Civetti cried foul, saying it’s too soon for the project to re-appear for consideration.

“The Town’s zoning Ordinance is clear that a project cannot be heard again until two years has passed unless significant changes have been made to the plan and in that event a 1-year wait period is applied,” Civetti argued earlier this week. “I am by no means an expert on the reviewing these plans but there does not appear to be a significant change to these plans since the last time they were presented. The residents need to know that this is back in front of the Zoning Board and that one of the Zoning Board members that voted against this project last time is conveniently no longer a member of this Board.”

Civetti tried unsuccessfully to get his fellow Town Council members to approve an ordinance that would have stemmed solar development in town until the town-wide Comprehensive Plan could be updated to reflect modern solar projects and their place in town. The ordinance died for lack of a second despite vocal community support.

Johnston Mayor Joseph M. Polisena Jr., a solar power development proponent, expects changes in the new solar proposal.

“I would say if they’re going back to the Zoning Board it’s with a new plan,” Polisena said Wednesday afternoon. “Since there’s not much else that can change, the new plan is probably smaller in size and may be different in layout. There is nothing to legally prevent them from proposing a new plan.”

Last November, in a mayoral forum hosted by the Johnston Sun Rise, Polisena discussed last year’s solar farm rejection and future solar development in town.

The forum’s second question asked the following: “A large solar development was pitched for Johnston’s west end. Residents banded together and have been temporarily successful blocking the industrial solar field. Was that project a good fit for Johnston? How should Johnston treat future solar field proposals?”

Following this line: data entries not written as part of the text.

//! Google Calendar access through a service account

pub mod gcal;
pub mod service_account;

use std::sync::Arc;

use anyhow::Result;
use async_trait::async_trait;
use reqwest::Client;
use serde_json::Value;

use crate::core::{AppConfig, QueryWindow};
use gcal::GoogleCalendar;
use service_account::{CALENDAR_READONLY_SCOPE, ServiceAccountCredentials, TokenCache};

/// Read access to a calendar provider's events
#[async_trait]
pub trait CalendarEvents: Send + Sync {
    /// Events starting inside `window`, recurring events expanded into
    /// instances and ordered by start time.
    async fn list_events(&self, calendar_id: &str, window: &QueryWindow) -> Result<Vec<Value>>;
}

/// Produces an authenticated calendar handle. Handlers go through this
/// so tests can swap in a fake provider.
#[async_trait]
pub trait CalendarConnector: Send + Sync {
    async fn connect(&self) -> Result<Arc<dyn CalendarEvents>>;
}

/// Connects to Google Calendar with the service account held in
/// `GOOGLE_CREDENTIALS_JSON`.
pub struct GoogleConnector {
    client: Client,
    api_url: String,
    credentials_json: Option<String>,
    tokens: Arc<TokenCache>,
}

impl GoogleConnector {
    pub fn new(config: &AppConfig) -> Result<Self> {
        let client = Client::builder().timeout(config.request_timeout).build()?;
        Ok(Self {
            client,
            api_url: config.calendar_api_url.clone(),
            credentials_json: config.google_credentials_json.clone(),
            tokens: Arc::new(TokenCache::default()),
        })
    }
}

#[async_trait]
impl CalendarConnector for GoogleConnector {
    async fn connect(&self) -> Result<Arc<dyn CalendarEvents>> {
        let credentials = ServiceAccountCredentials::from_json(
            self.credentials_json.as_deref(),
            CALENDAR_READONLY_SCOPE,
        )?;
        Ok(Arc::new(GoogleCalendar::new(
            self.client.clone(),
            &self.api_url,
            Arc::new(credentials),
            Arc::clone(&self.tokens),
        )))
    }
}

#[cfg(test)]
mod tests {
    use super::*;
    use std::fs;
    use std::time::Duration;

    fn config(credentials: Option<String>) -> AppConfig {
        AppConfig {
            google_credentials_json: credentials,
            calendar_api_url: String::from("http://localhost:1"),
            request_timeout: Duration::from_secs(5),
            cors_allowed_origins: vec![],
        }
    }

    #[tokio::test]
    async fn it_fails_to_connect_without_credentials() {
        let connector = GoogleConnector::new(&config(None)).unwrap();
        assert!(connector.connect().await.is_err());
    }

    #[tokio::test]
    async fn it_fails_to_connect_with_malformed_credentials() {
        let connector = GoogleConnector::new(&config(Some(String::from("not json")))).unwrap();
        assert!(connector.connect().await.is_err());
    }

    #[tokio::test]
    async fn it_connects_with_a_service_account() {
        let json = fs::read_to_string("./tests/data/service_account.json").unwrap();
        let connector = GoogleConnector::new(&config(Some(json))).unwrap();
        assert!(connector.connect().await.is_ok());
    }

    #[tokio::test]
    async fn it_does_not_serialize_requests_behind_a_hanging_token_endpoint() {
        // Accepts connections into the backlog but never answers
        let listener = tokio::net::TcpListener::bind("127.0.0.1:0").await.unwrap();
        let raw = fs::read_to_string("./tests/data/service_account.json").unwrap();
        let mut key: Value = serde_json::from_str(&raw).unwrap();
        key["token_uri"] =
            Value::String(format!("http://{}/token", listener.local_addr().unwrap()));

        let timeout = Duration::from_millis(500);
        let connector = Arc::new(
            GoogleConnector::new(&AppConfig {
                request_timeout: timeout,
                ..config(Some(key.to_string()))
            })
            .unwrap(),
        );
        let window = QueryWindow::for_month(2024, 2).unwrap();

        let started = std::time::Instant::now();
        let handles: Vec<_> = (0..4)
            .map(|_| {
                let connector = Arc::clone(&connector);
                let window = window.clone();
                tokio::spawn(async move {
                    let calendar = connector.connect().await?;
                    calendar.list_events("primary", &window).await
                })
            })
            .collect();
        for handle in handles {
            assert!(handle.await.unwrap().is_err());
        }
        let elapsed = started.elapsed();

        assert!(elapsed < timeout * 3, "took {:?}", elapsed);
        drop(listener);
    }
}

“I think you need to look at each individual project on its own merits,” Polisena said on Nov. 1, 2022. “And I think that the abutting residents and the residents within the surrounding area should have the final say, as what happened in the specific case you are talking about.”

Polisena has accepted thousands of dollars in campaign contributions from Rhode Island solar energy companies, including Green Energy.

“I am a big supporter of renewable energy; in the year 2100, my son will only be in his 70s,” Polisena said in November. “I think that’s something that we really need to move on. But I will say, and again the residents in that area didn’t want that and I respect their decision, but that doesn’t mean that residents in other areas would not prefer solar to increased homes. And one thing that I just would like to address, and I try to have this conversation with people, when they see woods, they think open space. And it’s not. Most of it is zoned residential. And the town, nor anyone else has the legal authority to stop any developer or any contractor to build houses — they have to conform within the lot specifications — on that residential property.”

Johnston resident Karen Cappelli Chadwick ran, unsuccessfully, against Polisena, in last fall’s mayor’s race. She plans to attend the July 27 meeting.

“While the first solar farm proposal is making its way through the court system,  Green submitted a new plan abutting the Rollingwood Estates, Hopkins Avenue and Winsor Avenue properties,” she warns. “It is the largest solar array of their initial proposal.”

“In the eleventh hour of a hotly contested hearing last year, the zoning board voted ‘no’ to this truly awful proposal,” she wrote. “The residents who fought this were relieved, but in no way were they thinking this was over. And it is not.”

The July 27 meeting is scheduled to start at 6:30 p.m. at the Johnston Senior Center, 1291 Hartford Ave.